New York Gov. Andrew Cuomo (D.) said the only threat to the United States "is from within" during his inauguration address delivered Tuesday.
While Cuomo, who begins his third term as governor, has said he will not run for president in 2020, he consistently struck a national message and criticized the Trump administration without ever specifically naming President Donald Trump himself.
"When they write the history books about this time and place, I believe they will record this period as one of global and national unrest," he said. "A time that saw thousands of new immigrants reaching for our borders in search of hope. A time that saw troubled, frightened, American citizens frustrated by economic stagnation and a deteriorating democracy, have grave new doubts about where our country is headed."
Although he said during his campaign that America "was never that great"–a statement he soon attempted to clarify–he declared no threat existed against the U.S. except the divisions ravaging it from the inside.

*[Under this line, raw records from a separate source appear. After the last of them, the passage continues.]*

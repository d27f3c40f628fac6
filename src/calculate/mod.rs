//! Archetype scoring engine.
//!
//! For each archetype:
//! - filter rows by the eligibility rule (no eligible rows → no result)
//! - raw rating from the formula, adjusted by the row's league multiplier
//! - min-max percentile of the adjusted rating within the eligible set
//! - stable sort, best adjusted rating first

pub mod archetypes;

pub use archetypes::{Archetype, ARCHETYPES};

use std::cmp::Ordering;

use tracing::{debug, info};

use crate::models::{columns, ArchetypeRecord, ArchetypeResult, Row, RowSet};

/// Percentile given to every row when all adjusted ratings are equal
/// (including a single eligible row).
pub const DEFAULT_DEGENERATE_PERCENTILE: f64 = 0.5;

/// Score every archetype with at least one eligible row, in the given order.
///
/// `fallback_multiplier` applies to rows without a `League Multiplier`
/// (sources with no `Division` column).
pub fn score_archetypes(
    rows: &RowSet,
    archetypes: &[Archetype],
    fallback_multiplier: f64,
    degenerate_percentile: f64,
) -> Vec<ArchetypeResult> {
    let results: Vec<ArchetypeResult> = archetypes
        .iter()
        .filter_map(|a| score_archetype(rows, a, fallback_multiplier, degenerate_percentile))
        .collect();

    info!(
        "Scored {} of {} archetypes",
        results.len(),
        archetypes.len()
    );
    results
}

/// Score one archetype. Returns `None` when no row is eligible.
pub fn score_archetype(
    rows: &RowSet,
    archetype: &Archetype,
    fallback_multiplier: f64,
    degenerate_percentile: f64,
) -> Option<ArchetypeResult> {
    let mut records: Vec<ArchetypeRecord> = rows
        .iter()
        .filter(|row| archetype.is_eligible(row))
        .map(|row| {
            let rating = archetype.rating(row);
            let multiplier = row
                .number(columns::LEAGUE_MULTIPLIER)
                .unwrap_or(fallback_multiplier);
            project(row, rating, rating * multiplier)
        })
        .collect();

    if records.is_empty() {
        debug!("No eligible players for {}", archetype.name);
        return None;
    }

    let adjusted: Vec<f64> = records.iter().map(|r| r.adjusted_rating).collect();
    for (record, pct) in records
        .iter_mut()
        .zip(min_max_percentiles(&adjusted, degenerate_percentile))
    {
        record.percentile = pct;
    }

    // Vec::sort_by is stable: equal ratings keep input order.
    records.sort_by(|a, b| {
        b.adjusted_rating
            .partial_cmp(&a.adjusted_rating)
            .unwrap_or(Ordering::Equal)
    });

    debug!("{}: {} eligible players", archetype.name, records.len());

    Some(ArchetypeResult {
        archetype: archetype.name.to_string(),
        label: archetype.label.to_string(),
        records,
    })
}

/// Min-max normalize values into [0, 1].
///
/// When every value is equal the spread is zero and every entry gets
/// `degenerate` instead of NaN.
pub fn min_max_percentiles(values: &[f64], degenerate: f64) -> Vec<f64> {
    let min = values.iter().copied().fold(f64::INFINITY, f64::min);
    let max = values.iter().copied().fold(f64::NEG_INFINITY, f64::max);
    let spread = max - min;

    if !spread.is_finite() || spread <= 0.0 {
        return vec![degenerate; values.len()];
    }
    values.iter().map(|v| (v - min) / spread).collect()
}

fn project(row: &Row, rating: f64, adjusted_rating: f64) -> ArchetypeRecord {
    ArchetypeRecord {
        uid: row.display(columns::UID),
        name: row.display(columns::NAME),
        position: row.display(columns::POSITION),
        club: row.display(columns::CLUB),
        division: row.display(columns::DIVISION),
        signability: row.display(columns::SIGNABILITY),
        transfer_value: row.display(columns::TRANSFER_VALUE),
        rating,
        adjusted_rating,
        percentile: 0.0,
    }
}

"There is no other nation that can threaten us. America's only threat is from within: it is the growing division amongst us," said. "The threat is when we see ourselves as black or white, foreign or native born, instead of as Americans. As Christians or Jews or Muslims, gay or straight, instead of as Americans. That, my friends, is truly frightening."
"People's frustration is turning to fear and the fear is turning to anger and the anger is turning to division. It is impossible to overstate how dangerous, how malignant this condition is. It is like a cancer that is spreading throughout our society, a disease that causes one cell in the body politic to attack other cells, to turn one against one another," he added.
Cuomo said his third term would pursue a baldly progressive agenda and that he felt "liberated" by having a Democratic-controlled legislature in both chambers for the first time in his tenure as governor.
"We will make history, and New York will move forward, not by building a wall, my friends, but by building new bridges, and building new airports, and creating new middle-class jobs and an economic future for the next generation, and showing how good we can be at all of this when we are together," he said.